**DIRECTIONS**
Return every line of the data below, exactly.

-- DATA follows --

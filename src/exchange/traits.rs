//! Venue-agnostic gateway trait consumed by every strategy.
//!
//! The engine never talks to an exchange directly. Implementations cover the
//! REST gateway service ([`super::RestGateway`]) and the in-memory paper
//! gateway ([`super::MockGateway`]).

use super::types::*;
use async_trait::async_trait;

/// Everything the strategy engine needs from the exchange side.
///
/// All amounts crossing this boundary are fixed-point integers in the token's
/// own decimals, except perpetual sizes and prices which the perp engine
/// takes as decimals.
#[cfg_attr(test, mockall::automock)]
#[async_trait]
pub trait ExchangeGateway: Send + Sync {
    /// Look up a pair by its human identifier.
    async fn find_market(&self, pair_id: &str) -> anyhow::Result<Option<MarketPair>>;

    /// Current oracle prices (6 decimals).
    async fn oracle_prices(&self) -> anyhow::Result<Vec<OraclePrice>>;

    /// Token balance held by a subaccount (fixed point, token decimals).
    async fn subaccount_balance(&self, subaccount: &str, token: &str) -> anyhow::Result<u128>;

    async fn open_spot_orders(
        &self,
        subaccount: &str,
        pair_id: &str,
    ) -> anyhow::Result<Vec<OpenOrder>>;

    async fn place_limit_order(&self, order: LimitOrderRequest) -> anyhow::Result<TxHandle>;

    async fn place_market_order(&self, order: MarketOrderRequest) -> anyhow::Result<TxHandle>;

    async fn cancel_order(
        &self,
        subaccount: &str,
        pair_id: &str,
        order_id: &str,
        is_buy: bool,
    ) -> anyhow::Result<TxHandle>;

    async fn place_perp_order(&self, order: PerpOrderRequest) -> anyhow::Result<TxHandle>;

    async fn close_perp_position(&self, request: ClosePerpRequest) -> anyhow::Result<TxHandle>;

    async fn perp_positions(
        &self,
        subaccount: &str,
        market_ids: &[String],
    ) -> anyhow::Result<Vec<PerpPosition>>;

    async fn perp_market(&self, market_id: &str) -> anyhow::Result<PerpMarketInfo>;

    /// Identity of the key the gateway signs with.
    async fn signing_account(&self) -> anyhow::Result<SigningIdentity>;

    /// Subaccounts owned by `owner`.
    async fn subaccounts(&self, owner: &str) -> anyhow::Result<Vec<Subaccount>>;
}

-- DATA concluded --

**TASK ANSWER**
filename src/exchange/traits.rs
//! Venue-agnostic gateway trait consumed by every strategy.
//!
//! The engine never talks to an exchange directly. Implementations cover the
//! REST gateway service ([`super::RestGateway`]) and the in-memory paper
//! gateway ([`super::MockGateway`]).

use super::types::*;
use async_trait::async_trait;

/// Everything the strategy engine needs from the exchange side.
///
/// All amounts crossing this boundary are fixed-point integers in the token's
/// own decimals, except perpetual sizes and prices which the perp engine
/// takes as decimals.
#[cfg_attr(test, mockall::automock)]
#[async_trait]
pub trait ExchangeGateway: Send + Sync {
    /// Look up a pair by its human identifier.
    async fn find_market(&self, pair_id: &str) -> anyhow::Result<Option<MarketPair>>;

    /// Current oracle prices (6 decimals).
    async fn oracle_prices(&self) -> anyhow::Result<Vec<OraclePrice>>;

    /// Token balance held by a subaccount (fixed point, token decimals).
    async fn subaccount_balance(&self, subaccount: &str, token: &str) -> anyhow::Result<u128>;

    async fn open_spot_orders(
        &self,
        subaccount: &str,
        pair_id: &str,
    ) -> anyhow::Result<Vec<OpenOrder>>;

    async fn place_limit_order(&self, order: LimitOrderRequest) -> anyhow::Result<TxHandle>;

    async fn place_market_order(&self, order: MarketOrderRequest) -> anyhow::Result<TxHandle>;

    async fn cancel_order(
        &self,
        subaccount: &str,
        pair_id: &str,
        order_id: &str,
        is_buy: bool,
    ) -> anyhow::Result<TxHandle>;

    async fn place_perp_order(&self, order: PerpOrderRequest) -> anyhow::Result<TxHandle>;

    async fn close_perp_position(&self, request: ClosePerpRequest) -> anyhow::Result<TxHandle>;

    async fn perp_positions(
        &self,
        subaccount: &str,
        market_ids: &[String],
    ) -> anyhow::Result<Vec<PerpPosition>>;

    async fn perp_market(&self, market_id: &str) -> anyhow::Result<PerpMarketInfo>;

    /// Identity of the key the gateway signs with.
    async fn signing_account(&self) -> anyhow::Result<SigningIdentity>;

    /// Subaccounts owned by `owner`.
    async fn subaccounts(&self, owner: &str) -> anyhow::Result<Vec<Subaccount>>;
}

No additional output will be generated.